Problem requirements ▸ Lines from the line with "and synchronous dispatcher." to the line with "pub fn new()" in the entries below, and only those, must be output exactly, with both ends included.
■ ■ ■ ■
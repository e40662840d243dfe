//! Mask-keyed handler registry and synchronous dispatcher.

use crate::event::{EventInfo, EventKind};

/// Callback invoked for delivered events, synchronously on the thread
/// draining the backend.
pub type Handler = Box<dyn FnMut(&EventInfo) + Send>;

struct Subscription {
	kind: EventKind,
	handler: Handler,
	once: bool,
}

/// Ordered subscription registry.
///
/// Registering any wildcard subscription flips the registry into "watch
/// any" mode for the rest of its lifetime: from then on every event is
/// delivered uniformly to the wildcard handlers, bypassing per-kind
/// matching.
#[derive(Default)]
pub struct Registry {
	subscriptions: Vec<Subscription>,
	watch_any: bool,
}

impl Registry {
	pub fn new() -> Self {
		Self::default()
	}

	pub fn on(&mut self, kind: EventKind, handler: impl FnMut(&EventInfo) + Send + 'static) {
		self.subscribe(kind, Box::new(handler), false);
	}

	/// Like [`Registry::on`], but the handler deregisters itself after
	/// its first invocation.
	pub fn once(&mut self, kind: EventKind, handler: impl FnMut(&EventInfo) + Send + 'static) {
		self.subscribe(kind, Box::new(handler), true);
	}

	/// Subscribe to every event, switching the registry into wildcard
	/// mode.
	pub fn on_any(&mut self, handler: impl FnMut(&EventInfo) + Send + 'static, fire_once: bool) {
		self.subscribe(EventKind::All, Box::new(handler), fire_once);
	}

	/// Convenience alias for the write-close kind, the usual notion of a
	/// file having changed.
	pub fn on_change(&mut self, handler: impl FnMut(&EventInfo) + Send + 'static, fire_once: bool) {
		self.subscribe(EventKind::CloseWrite, Box::new(handler), fire_once);
	}

	fn subscribe(&mut self, kind: EventKind, handler: Handler, once: bool) {
		if kind == EventKind::All {
			self.watch_any = true;
		}
		self.subscriptions.push(Subscription {
			kind,
			handler,
			once,
		});
	}

	/// Monotonic: never unset once any wildcard subscription exists.
	pub fn watch_any(&self) -> bool {
		self.watch_any
	}

	/// Whether any subscription covers `kind`.
	pub fn is_subscribed(&self, kind: EventKind) -> bool {
		self.subscriptions.iter().any(|s| s.kind.matches(kind))
	}

	/// Invoke every matching handler in registration order, exactly once
	/// per event. In wildcard mode only the wildcard handlers fire; the
	/// event's own kind is not consulted.
	pub fn emit(&mut self, info: &EventInfo) {
		let mut index = 0;
		while index < self.subscriptions.len() {
			let subscription = &mut self.subscriptions[index];
			let fire = if self.watch_any {
				subscription.kind == EventKind::All
			} else {
				subscription.kind.matches(info.kind())
			};

			if fire {
				(subscription.handler)(info);
				if subscription.once {
					self.subscriptions.remove(index);
					continue;
				}
			}
			index += 1;
		}
	}

	pub fn len(&self) -> usize {
		self.subscriptions.len()
	}

	pub fn is_empty(&self) -> bool {
		self.subscriptions.is_empty()
	}
}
■ ■ ■ ■
Result ▸
//! Mask-keyed handler registry and synchronous dispatcher.

use crate::event::{EventInfo, EventKind};

/// Callback invoked for delivered events, synchronously on the thread
/// draining the backend.
pub type Handler = Box<dyn FnMut(&EventInfo) + Send>;

struct Subscription {
	kind: EventKind,
	handler: Handler,
	once: bool,
}

/// Ordered subscription registry.
///
/// Registering any wildcard subscription flips the registry into "watch
/// any" mode for the rest of its lifetime: from then on every event is
/// delivered uniformly to the wildcard handlers, bypassing per-kind
/// matching.
#[derive(Default)]
pub struct Registry {
	subscriptions: Vec<Subscription>,
	watch_any: bool,
}

impl Registry {
	pub fn new() -> Self {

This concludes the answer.